Deux hommes sortirent à cet appel du groupe de brigands qui se tenaient à une petite distance, jaloux de n’être point dans le secret du complot qui paraissait se former, et vinrent joindre les trois amis. L’un était un homme d’environ trente-six ans, de petite taille, bien pris pourtant, et d’une figure assez passable, excepté qu’elle était un peu dure et allait à merveille à son caractère ; cet homme était un vieux délinquant du nom de Stewart ; ce n’était pas tant un grand criminel, qu’un homme profondément vicieux et corrompu. L’autre avait une physionomie beaucoup plus caractéristique et beaucoup plus révoltante. Son teint cuivré comme celui des Indiens, ses yeux étincelans, sa tête pointue et mal-contournée, ses traits aigus et minces, sa démarche, son expression, sa contenance, tout en lui trahissait la noirceur et l’énergie d’une âme faite pour le crime : cet homme ou plutôt ce monstre n’avait que vingt-deux ans, et se nommait Lemire, il avait déjà paru plusieurs fois au banc des criminels, accusé de crimes commis avec une audace épouvantable, et avait entendu prononcer sur sa tête la solennelle sentence de mort, qu’il avait accueillie d’un sourire moqueur. L’on se rappelle qu’il y a quelques années un Irlandais, traversant les Plaines, avec sa chère moitié, qu’il avait épousée le matin et qu’il allait introduire à son logis, fut attaqué en plein jour par quatre bandits. Heureusement que l’époux était de bonne taille, et avait du nerf et de la bravoure ; il désarma l’un de ces adversaires, et en terrassa trois qu’il fit prisonniers. Lemire était de cette bande et avait commencé l’attaque.

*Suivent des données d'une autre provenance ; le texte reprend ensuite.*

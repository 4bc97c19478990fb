//! First-class invariants over [`crate::GameState`].
//!
//! Invariants are properties every accepted mutation must preserve. The
//! engine checks them with `debug_assert!`; tests can check them directly.

mod connectivity;
mod wall_cap;
mod wall_orientation;

pub use connectivity::ConnectivityInvariant;
pub use wall_cap::WallCapInvariant;
pub use wall_orientation::WallOrientationInvariant;

/// A logical property that must hold for a given state.
pub trait Invariant<S> {
    /// Checks if the invariant holds for the given state.
    fn holds(state: &S) -> bool;

    /// Human-readable description of the invariant.
    fn description() -> &'static str;
}

/// Violation of an invariant.
#[derive(Debug, Clone, PartialEq, Eq)]
pub struct InvariantViolation {
    /// Description of the violated invariant.
    pub description: String,
}

impl InvariantViolation {
    /// Creates a new invariant violation.
    pub fn new(description: impl Into<String>) -> Self {
        Self {
            description: description.into(),
        }
    }
}

/// Several invariants checked together. Implemented for tuples.
pub trait InvariantSet<S> {
    /// Checks every member, collecting all violations.
    fn check_all(state: &S) -> Result<(), Vec<InvariantViolation>>;
}

/// Turns `(holds, description)` pairs into a `check_all` result.
fn collect(checks: &[(bool, &'static str)]) -> Result<(), Vec<InvariantViolation>> {
    let violations: Vec<InvariantViolation> = checks
        .iter()
        .filter(|(holds, _)| !holds)
        .map(|(_, description)| InvariantViolation::new(*description))
        .collect();
    if violations.is_empty() {
        Ok(())
    } else {
        Err(violations)
    }
}

impl<S, I1, I2> InvariantSet<S> for (I1, I2)
where
    I1: Invariant<S>,
    I2: Invariant<S>,
{
    fn check_all(state: &S) -> Result<(), Vec<InvariantViolation>> {
        collect(&[
            (I1::holds(state), I1::description()),
            (I2::holds(state), I2::description()),
        ])
    }
}

impl<S, I1, I2, I3> InvariantSet<S> for (I1, I2, I3)
where
    I1: Invariant<S>,
    I2: Invariant<S>,
    I3: Invariant<S>,
{
    fn check_all(state: &S) -> Result<(), Vec<InvariantViolation>> {
        collect(&[
            (I1::holds(state), I1::description()),
            (I2::holds(state), I2::description()),
            (I3::holds(state), I3::description()),
        ])
    }
}

/// Invariants that hold after every accepted mutation.
pub type WallInvariants = (WallCapInvariant, WallOrientationInvariant);

/// Invariants that hold whenever walls are locked in or the turn passes.
pub type LockedInInvariants = (
    WallCapInvariant,
    WallOrientationInvariant,
    ConnectivityInvariant,
);

#[cfg(test)]
mod tests {
    use super::*;
    use crate::{Color, Coord, EdgeState, GameConfig, GameState};

    #[test]
    fn test_fresh_state_satisfies_all() {
        let state = GameState::from_config(&GameConfig::default()).unwrap();
        assert!(LockedInInvariants::check_all(&state).is_ok());
    }

    #[test]
    fn test_collects_every_violation() {
        let mut state = GameState::from_config(&GameConfig::default()).unwrap();
        // A listed red wall that never reached the board.
        state
            .walls_mut()
            .active_mut(Color::Red)
            .push(Coord::new(3, 2));
        // A blue wall on a vertical edge, missing from the wall lists.
        state
            .current_board_mut()
            .set_edge(Coord::new(1, 2), EdgeState::Wall(Color::Blue))
            .unwrap();
        let violations = WallInvariants::check_all(&state).unwrap_err();
        assert_eq!(violations.len(), 2);
    }

    #[test]
    fn test_triple_reports_only_failing_members() {
        let mut state = GameState::from_config(&GameConfig::default()).unwrap();
        state
            .walls_mut()
            .active_mut(Color::Red)
            .push(Coord::new(3, 2));
        let violations = LockedInInvariants::check_all(&state).unwrap_err();
        assert_eq!(
            violations,
            vec![InvariantViolation::new(
                WallOrientationInvariant::description()
            )]
        );
    }
}
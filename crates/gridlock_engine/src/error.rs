//! Error type shared by the board, the pathfinder, and the engine.

use crate::{Color, Coord, Phase, RollId};

/// Rejection of an engine or board operation.
///
/// Every rejection leaves the state exactly as it was before the call.
#[derive(Debug, Clone, PartialEq, Eq, derive_more::Display)]
pub enum GameError {
    /// The match has a winner; no further mutations are accepted.
    #[display("Game is already over")]
    GameOver,

    /// The dice have not resolved a value this turn.
    #[display("Dice must be rolled before acting this turn")]
    DiceNotRolled,

    /// The roll being resolved was superseded by a restart or a newer roll.
    #[display("Dice {_0} is no longer in flight")]
    StaleDiceRoll(RollId),

    /// The operation is not legal in the current phase.
    #[display("Operation requires phase {expected}, but phase is {actual}")]
    WrongPhase {
        /// Phase the operation needs.
        expected: Phase,
        /// Phase the match is in.
        actual: Phase,
    },

    /// The coordinate does not denote an editable slot of the right kind.
    #[display("Coordinate {_0} is not valid for this operation")]
    InvalidCoordinate(Coord),

    /// The color already has the maximum number of active walls.
    #[display("{_0} already has the maximum number of active walls")]
    WallBudgetExceeded(Color),

    /// The edge orientation belongs to the other color.
    #[display("{color} may not edit the edge at {coord}")]
    WrongColorForEdge {
        /// Acting color.
        color: Color,
        /// Edge that was targeted.
        coord: Coord,
    },

    /// The edge already holds the acting color's wall.
    #[display("Edge {_0} already holds a wall")]
    WallAlreadyPresent(Coord),

    /// The edge holds no wall of the acting color.
    #[display("Edge {_0} holds no removable wall")]
    NoWallAtEdge(Coord),

    /// The destination is not a single unobstructed hop away.
    #[display("Illegal move from {from} to {to}")]
    IllegalMove {
        /// Current location.
        from: Coord,
        /// Requested destination.
        to: Coord,
    },

    /// A color has no path from its location to its goal.
    #[display("{_0} has no path to its goal")]
    ConnectivityViolation(Color),

    /// Movements or wall edits exceed what the dice value allows.
    #[display(
        "Turn budget exceeded: dice {dice}, {movements} movements, {wall_edits} wall edits"
    )]
    TurnBudgetExceeded {
        /// Resolved dice value (0 if never rolled).
        dice: u8,
        /// Movements made this turn.
        movements: u32,
        /// Edges changed since the start of the turn.
        wall_edits: usize,
    },

    /// The coordinate is not a cell slot.
    #[display("Coordinate {_0} is not a cell")]
    NotACellSlot(Coord),

    /// Two boards of different dimensions were compared.
    #[display("Boards have different dimensions")]
    DimensionMismatch,

    /// The match configuration is unusable.
    #[display("Invalid game configuration: {_0}")]
    InvalidConfig(String),
}

impl GameError {
    /// Stable machine-readable identifier for this error kind.
    pub fn code(&self) -> &'static str {
        match self {
            GameError::GameOver => "game_over",
            GameError::DiceNotRolled => "dice_not_rolled",
            GameError::StaleDiceRoll(_) => "stale_dice_roll",
            GameError::WrongPhase { .. } => "wrong_phase",
            GameError::InvalidCoordinate(_) => "invalid_coordinate",
            GameError::WallBudgetExceeded(_) => "wall_budget_exceeded",
            GameError::WrongColorForEdge { .. } => "wrong_color_for_edge",
            GameError::WallAlreadyPresent(_) => "wall_already_present",
            GameError::NoWallAtEdge(_) => "no_wall_at_edge",
            GameError::IllegalMove { .. } => "illegal_move",
            GameError::ConnectivityViolation(_) => "connectivity_violation",
            GameError::TurnBudgetExceeded { .. } => "turn_budget_exceeded",
            GameError::NotACellSlot(_) => "not_a_cell_slot",
            GameError::DimensionMismatch => "dimension_mismatch",
            GameError::InvalidConfig(_) => "invalid_config",
        }
    }
}

impl std::error::Error for GameError {}

/// Result alias for engine operations.
pub type Result<T> = std::result::Result<T, GameError>;

#[cfg(test)]
mod tests {
    use super::*;

    #[test]
    fn test_display_includes_context() {
        let err = GameError::WrongColorForEdge {
            color: Color::Blue,
            coord: Coord::new(1, 2),
        };
        assert_eq!(err.to_string(), "blue may not edit the edge at (1, 2)");
        assert_eq!(err.code(), "wrong_color_for_edge");
    }

    #[test]
    fn test_turn_budget_message() {
        let err = GameError::TurnBudgetExceeded {
            dice: 3,
            movements: 1,
            wall_edits: 5,
        };
        assert!(err.to_string().contains("dice 3"));
        assert!(err.to_string().contains("5 wall edits"));
    }

    #[test]
    fn test_stale_roll_names_the_roll() {
        let err = GameError::StaleDiceRoll(RollId(3));
        assert_eq!(err.to_string(), "Dice roll #3 is no longer in flight");
        assert_eq!(err.code(), "stale_dice_roll");
    }
}
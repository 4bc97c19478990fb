//! Server configuration loaded from TOML.

use derive_getters::Getters;
use derive_more::{Display, Error};
use gridlock_engine::GameConfig;
use serde::{Deserialize, Serialize};
use std::path::Path;
use tracing::{debug, info, instrument, warn};

/// Settings for the match server.
#[derive(Debug, Clone, Getters, Serialize, Deserialize)]
pub struct ServerConfig {
    /// Address to bind.
    #[serde(default = "default_host")]
    host: String,

    /// Port to bind.
    #[serde(default = "default_port")]
    port: u16,

    /// Fallback tracing filter when `RUST_LOG` is unset.
    #[serde(default = "default_log_filter")]
    log_filter: String,

    /// Config for matches created without one.
    #[serde(default)]
    game: GameConfig,
}

fn default_host() -> String {
    "127.0.0.1".to_string()
}

fn default_port() -> u16 {
    3000
}

fn default_log_filter() -> String {
    "info".to_string()
}

impl Default for ServerConfig {
    fn default() -> Self {
        Self {
            host: default_host(),
            port: default_port(),
            log_filter: default_log_filter(),
            game: GameConfig::default(),
        }
    }
}

impl ServerConfig {
    /// Loads configuration from a TOML file.
    #[instrument(skip(path), fields(path = %path.as_ref().display()))]
    pub fn from_file(path: impl AsRef<Path>) -> Result<Self, ConfigError> {
        debug!("Loading config from file");
        let content = std::fs::read_to_string(path.as_ref())
            .map_err(|e| ConfigError::new(format!("Failed to read config file: {}", e)))?;
        Self::from_toml(&content)
    }

    /// Parses and validates configuration text.
    pub fn from_toml(content: &str) -> Result<Self, ConfigError> {
        let config: Self = toml::from_str(content)
            .map_err(|e| ConfigError::new(format!("Failed to parse config: {}", e)))?;
        config
            .game
            .validate()
            .map_err(|e| ConfigError::new(format!("Invalid [game] table: {}", e)))?;
        info!(host = %config.host, port = config.port, "Config loaded successfully");
        Ok(config)
    }

    /// Loads `path` if it exists, otherwise falls back to defaults.
    #[instrument(skip(path), fields(path = %path.as_ref().display()))]
    pub fn load_or_default(path: impl AsRef<Path>) -> Result<Self, ConfigError> {
        if path.as_ref().exists() {
            Self::from_file(path)
        } else {
            warn!("Config file not found, using defaults");
            Ok(Self::default())
        }
    }

    /// Replaces host and port where given.
    pub fn with_address(mut self, host: Option<String>, port: Option<u16>) -> Self {
        if let Some(host) = host {
            self.host = host;
        }
        if let Some(port) = port {
            self.port = port;
        }
        self
    }

    /// `host:port` for binding.
    pub fn bind_address(&self) -> String {
        format!("{}:{}", self.host, self.port)
    }
}

/// Configuration error.
#[derive(Debug, Clone, Display, Error)]
#[display("Config error: {} at {}:{}", message, file, line)]
pub struct ConfigError {
    /// Error message.
    pub message: String,
    /// Line number where error occurred.
    pub line: u32,
    /// Source file where error occurred.
    pub file: &'static str,
}

impl ConfigError {
    /// Creates a new configuration error.
    #[track_caller]
    pub fn new(message: String) -> Self {
        let loc = std::panic::Location::caller();
        Self {
            message,
            line: loc.line(),
            file: loc.file(),
        }
    }
}
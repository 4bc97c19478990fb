//! Core domain types: colors, phases, and grid coordinates.

use serde::{Deserialize, Serialize};
use std::fmt;

/// One of the two competing colors.
#[derive(
    Debug,
    Clone,
    Copy,
    PartialEq,
    Eq,
    Hash,
    Serialize,
    Deserialize,
    strum::Display,
    strum::EnumIter,
)]
#[serde(rename_all = "lowercase")]
#[strum(serialize_all = "lowercase")]
pub enum Color {
    /// Red places vertical walls.
    Red,
    /// Blue places horizontal walls.
    Blue,
}

impl Color {
    /// Returns the opposing color.
    pub fn opponent(self) -> Self {
        match self {
            Color::Red => Color::Blue,
            Color::Blue => Color::Red,
        }
    }

    /// Edge orientation this color is allowed to edit.
    pub fn wall_orientation(self) -> Orientation {
        match self {
            Color::Red => Orientation::Vertical,
            Color::Blue => Orientation::Horizontal,
        }
    }
}

/// Orientation of an edge slot.
#[derive(Debug, Clone, Copy, PartialEq, Eq, Hash, Serialize, Deserialize, strum::Display)]
#[serde(rename_all = "lowercase")]
#[strum(serialize_all = "lowercase")]
pub enum Orientation {
    /// Odd row, even column: separates horizontally adjacent cells.
    Vertical,
    /// Even row, odd column: separates vertically adjacent cells.
    Horizontal,
}

/// Turn phase gating which operations are legal.
#[derive(Debug, Clone, Copy, PartialEq, Eq, Hash, Serialize, Deserialize, strum::Display)]
#[serde(rename_all = "snake_case")]
#[strum(serialize_all = "snake_case")]
pub enum Phase {
    /// Walls may be toggled; movement is rejected.
    PlacingWalls,
    /// Walls are locked in; the acting color may move.
    MovingPlayer,
}

/// What a grid position denotes, derived from coordinate parity.
#[derive(Debug, Clone, Copy, PartialEq, Eq, Hash, Serialize, Deserialize)]
#[serde(rename_all = "snake_case")]
pub enum SlotKind {
    /// Both even. Decorative, holds no state.
    Corner,
    /// Both odd. Holds occupant markers.
    Cell,
    /// Exactly one odd. Holds a wall state.
    Edge(Orientation),
}

/// A position on the (2·height+1) × (2·width+1) grid.
#[derive(
    Debug, Clone, Copy, PartialEq, Eq, Hash, PartialOrd, Ord, Serialize, Deserialize,
)]
pub struct Coord {
    /// Grid row.
    pub row: u16,
    /// Grid column.
    pub col: u16,
}

impl Coord {
    /// Creates a grid coordinate.
    pub const fn new(row: u16, col: u16) -> Self {
        Self { row, col }
    }

    /// Grid coordinate of the cell at `(cell_row, cell_col)` in cell units.
    pub const fn cell(cell_row: u16, cell_col: u16) -> Self {
        Self {
            row: cell_row * 2 + 1,
            col: cell_col * 2 + 1,
        }
    }

    /// Classifies this coordinate by parity.
    pub const fn kind(self) -> SlotKind {
        match (self.row % 2 == 1, self.col % 2 == 1) {
            (false, false) => SlotKind::Corner,
            (true, true) => SlotKind::Cell,
            (true, false) => SlotKind::Edge(Orientation::Vertical),
            (false, true) => SlotKind::Edge(Orientation::Horizontal),
        }
    }

    /// True for cell coordinates.
    pub const fn is_cell(self) -> bool {
        matches!(self.kind(), SlotKind::Cell)
    }

    /// Orientation if this is an edge coordinate.
    pub const fn edge_orientation(self) -> Option<Orientation> {
        match self.kind() {
            SlotKind::Edge(orientation) => Some(orientation),
            _ => None,
        }
    }

    /// Applies a signed grid offset, returning `None` on underflow.
    pub fn offset(self, d_row: i32, d_col: i32) -> Option<Self> {
        let row = i32::from(self.row).checked_add(d_row)?;
        let col = i32::from(self.col).checked_add(d_col)?;
        Some(Self {
            row: u16::try_from(row).ok()?,
            col: u16::try_from(col).ok()?,
        })
    }

    /// Destination of a one-cell hop in `direction` (two grid units).
    pub fn hop(self, direction: Direction) -> Option<Self> {
        let (d_row, d_col) = direction.delta();
        self.offset(d_row * 2, d_col * 2)
    }

    /// Edge coordinate between two orthogonally adjacent cells.
    ///
    /// Returns `None` if the cells are not exactly one hop apart.
    pub fn midpoint(self, other: Self) -> Option<Self> {
        let d_row = i32::from(other.row) - i32::from(self.row);
        let d_col = i32::from(other.col) - i32::from(self.col);
        match (d_row.abs(), d_col.abs()) {
            (2, 0) | (0, 2) => self.offset(d_row / 2, d_col / 2),
            _ => None,
        }
    }

    /// Manhattan distance in grid units.
    pub fn manhattan(self, other: Self) -> u32 {
        u32::from(self.row.abs_diff(other.row)) + u32::from(self.col.abs_diff(other.col))
    }
}

impl fmt::Display for Coord {
    fn fmt(&self, f: &mut fmt::Formatter<'_>) -> fmt::Result {
        write!(f, "({}, {})", self.row, self.col)
    }
}

/// Cardinal hop directions.
#[derive(Debug, Clone, Copy, PartialEq, Eq, Hash)]
pub enum Direction {
    /// Toward decreasing rows.
    North,
    /// Toward increasing columns.
    East,
    /// Toward increasing rows.
    South,
    /// Toward decreasing columns.
    West,
}

impl Direction {
    /// All four directions in search order.
    pub const ALL: [Direction; 4] = [
        Direction::North,
        Direction::East,
        Direction::South,
        Direction::West,
    ];

    /// Unit `(row, col)` step.
    pub const fn delta(self) -> (i32, i32) {
        match self {
            Direction::North => (-1, 0),
            Direction::East => (0, 1),
            Direction::South => (1, 0),
            Direction::West => (0, -1),
        }
    }
}

/// A value kept once per color.
#[derive(Debug, Clone, PartialEq, Eq, Serialize, Deserialize)]
pub struct PerColor<T> {
    /// Red's value.
    pub red: T,
    /// Blue's value.
    pub blue: T,
}

impl<T> PerColor<T> {
    /// Creates a pair from both values.
    pub const fn new(red: T, blue: T) -> Self {
        Self { red, blue }
    }

    /// Borrows the value for `color`.
    pub fn get(&self, color: Color) -> &T {
        match color {
            Color::Red => &self.red,
            Color::Blue => &self.blue,
        }
    }

    /// Mutably borrows the value for `color`.
    pub fn get_mut(&mut self, color: Color) -> &mut T {
        match color {
            Color::Red => &mut self.red,
            Color::Blue => &mut self.blue,
        }
    }
}

#[cfg(test)]
mod tests {
    use super::*;

    #[test]
    fn test_parity_classification() {
        assert_eq!(Coord::new(0, 0).kind(), SlotKind::Corner);
        assert_eq!(Coord::new(1, 1).kind(), SlotKind::Cell);
        assert_eq!(
            Coord::new(1, 2).kind(),
            SlotKind::Edge(Orientation::Vertical)
        );
        assert_eq!(
            Coord::new(2, 1).kind(),
            SlotKind::Edge(Orientation::Horizontal)
        );
    }

    #[test]
    fn test_cell_helper() {
        assert_eq!(Coord::cell(0, 0), Coord::new(1, 1));
        assert_eq!(Coord::cell(2, 1), Coord::new(5, 3));
    }

    #[test]
    fn test_hop_and_midpoint() {
        let start = Coord::new(3, 3);
        let east = start.hop(Direction::East).unwrap();
        assert_eq!(east, Coord::new(3, 5));
        assert_eq!(start.midpoint(east), Some(Coord::new(3, 4)));
        assert_eq!(start.midpoint(Coord::new(3, 7)), None);
        assert_eq!(start.midpoint(Coord::new(5, 5)), None);
    }

    #[test]
    fn test_hop_underflow() {
        assert_eq!(Coord::new(1, 1).hop(Direction::North), None);
        assert_eq!(Coord::new(1, 1).hop(Direction::West), None);
    }

    #[test]
    fn test_wall_orientation_by_color() {
        assert_eq!(Color::Red.wall_orientation(), Orientation::Vertical);
        assert_eq!(Color::Blue.wall_orientation(), Orientation::Horizontal);
        assert_eq!(Color::Red.opponent(), Color::Blue);
    }
}
#[cfg(test)]
mod tests {
    use super::*;

    #[test]
    fn test_new_board_dimensions() {
        let board = Board::new(3, 2);
        assert_eq!(board.rows(), 5);
        assert_eq!(board.cols(), 7);
        assert_eq!(board.get(Coord::new(0, 0)), Some(Slot::Corner));
        assert_eq!(board.get(Coord::new(1, 1)), Some(Slot::Cell(Occupants::EMPTY)));
        assert_eq!(board.edge(Coord::new(1, 2)), Some(EdgeState::Empty));
        assert_eq!(board.get(Coord::new(5, 0)), None);
    }

    #[test]
    fn test_add_occupant_rejects_non_cell() {
        let mut board = Board::new(3, 3);
        let result = board.add_occupant(Coord::new(1, 2), Occupant::RedPlayer);
        assert_eq!(result, Err(GameError::NotACellSlot(Coord::new(1, 2))));
        let result = board.remove_occupant(Coord::new(40, 40), Occupant::RedPlayer);
        assert_eq!(result, Err(GameError::NotACellSlot(Coord::new(40, 40))));
    }

    #[test]
    fn test_occupants_are_a_set() {
        let mut board = Board::new(3, 3);
        let cell = Coord::new(1, 1);
        board.add_occupant(cell, Occupant::RedPlayer).unwrap();
        board.add_occupant(cell, Occupant::RedPlayer).unwrap();
        board.add_occupant(cell, Occupant::BlueGoal).unwrap();

        let occupants = board.occupants(cell).unwrap();
        assert_eq!(occupants.iter().count(), 2);

        board.remove_occupant(cell, Occupant::RedPlayer).unwrap();
        let occupants = board.occupants(cell).unwrap();
        assert!(!occupants.contains(Occupant::RedPlayer));
        assert!(occupants.contains(Occupant::BlueGoal));
    }

    #[test]
    fn test_set_rejects_kind_mismatch() {
        let mut board = Board::new(3, 3);
        let result = board.set(Coord::new(1, 1), Slot::Edge(EdgeState::Locked));
        assert!(matches!(result, Err(GameError::InvalidCoordinate(_))));
    }

    #[test]
    fn test_copy_is_independent() {
        let mut original = Board::new(3, 3);
        let copy = original.copy();
        original
            .set_edge(Coord::new(1, 2), EdgeState::Wall(Color::Red))
            .unwrap();
        original
            .add_occupant(Coord::new(3, 3), Occupant::BluePlayer)
            .unwrap();

        assert_eq!(copy.edge(Coord::new(1, 2)), Some(EdgeState::Empty));
        assert_eq!(copy.occupants(Coord::new(3, 3)), Some(Occupants::EMPTY));
    }

    #[test]
    fn test_count_walls_and_compare_edges() {
        let mut board = Board::new(3, 3);
        let before = board.copy();
        board
            .set_edge(Coord::new(1, 2), EdgeState::Wall(Color::Red))
            .unwrap();
        board
            .set_edge(Coord::new(3, 4), EdgeState::Wall(Color::Red))
            .unwrap();
        board
            .set_edge(Coord::new(2, 1), EdgeState::Wall(Color::Blue))
            .unwrap();
        board
            .add_occupant(Coord::new(1, 1), Occupant::RedPlayer)
            .unwrap();

        assert_eq!(board.count_walls(Color::Red), 2);
        assert_eq!(board.count_walls(Color::Blue), 1);
        assert_eq!(board.compare_edges(&before), Ok(3));
        assert_eq!(before.compare_edges(&before), Ok(0));
    }

    #[test]
    fn test_compare_edges_dimension_mismatch() {
        let a = Board::new(3, 3);
        let b = Board::new(4, 3);
        assert_eq!(a.compare_edges(&b), Err(GameError::DimensionMismatch));
    }

    #[test]
    fn test_interior_edges() {
        let board = Board::new(3, 3);
        assert!(board.is_interior_edge(Coord::new(1, 2)));
        assert!(board.is_interior_edge(Coord::new(2, 5)));
        assert!(!board.is_interior_edge(Coord::new(1, 0)));
        assert!(!board.is_interior_edge(Coord::new(1, 6)));
        assert!(!board.is_interior_edge(Coord::new(0, 1)));
        assert!(!board.is_interior_edge(Coord::new(6, 1)));
        assert!(!board.is_interior_edge(Coord::new(1, 1)));
    }

    #[test]
    fn test_can_hop_respects_walls() {
        let mut board = Board::new(3, 3);
        assert!(board.can_hop(Coord::new(1, 1), Coord::new(1, 3)));
        board.set_edge(Coord::new(1, 2), EdgeState::Locked).unwrap();
        assert!(!board.can_hop(Coord::new(1, 1), Coord::new(1, 3)));
        assert!(!board.can_hop(Coord::new(1, 1), Coord::new(3, 3)));
        assert!(!board.can_hop(Coord::new(5, 5), Coord::new(5, 7)));
    }

    #[test]
    fn test_display_renders_walls_and_markers() {
        let mut board = Board::new(2, 1);
        board
            .add_occupant(Coord::new(1, 1), Occupant::RedPlayer)
            .unwrap();
        board
            .set_edge(Coord::new(1, 2), EdgeState::Wall(Color::Red))
            .unwrap();
        let text = board.to_string();
        assert_eq!(text, "+ + +\n R|. \n+ + +");
    }
}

— « Allons, vrais gibiers de potence, approchez donc, » leur dit Mathieu ; on a besoin de vos services ; voulez-vous vous distinguer ? Ce soir, c’est chez…

— « Chut ! chut ! » interrompit Cambray lui mettant la main sur la bouche ; « Mathieu ! le secret ou la mort ! souviens-toi… ! Vous viendrez tous chez moi ce soir, et vous saurez le reste ; Mathieu vous amènera ; vous vous cacherez sur le fénil, et nous vous rejoindrons de bonne heure. Que le Diable vous donne de la disposition ! adieu ! »

Et il s’éloigna avec son compagnon, laissant les trois brigands soudoyés qui allèrent rejoindre le groupe.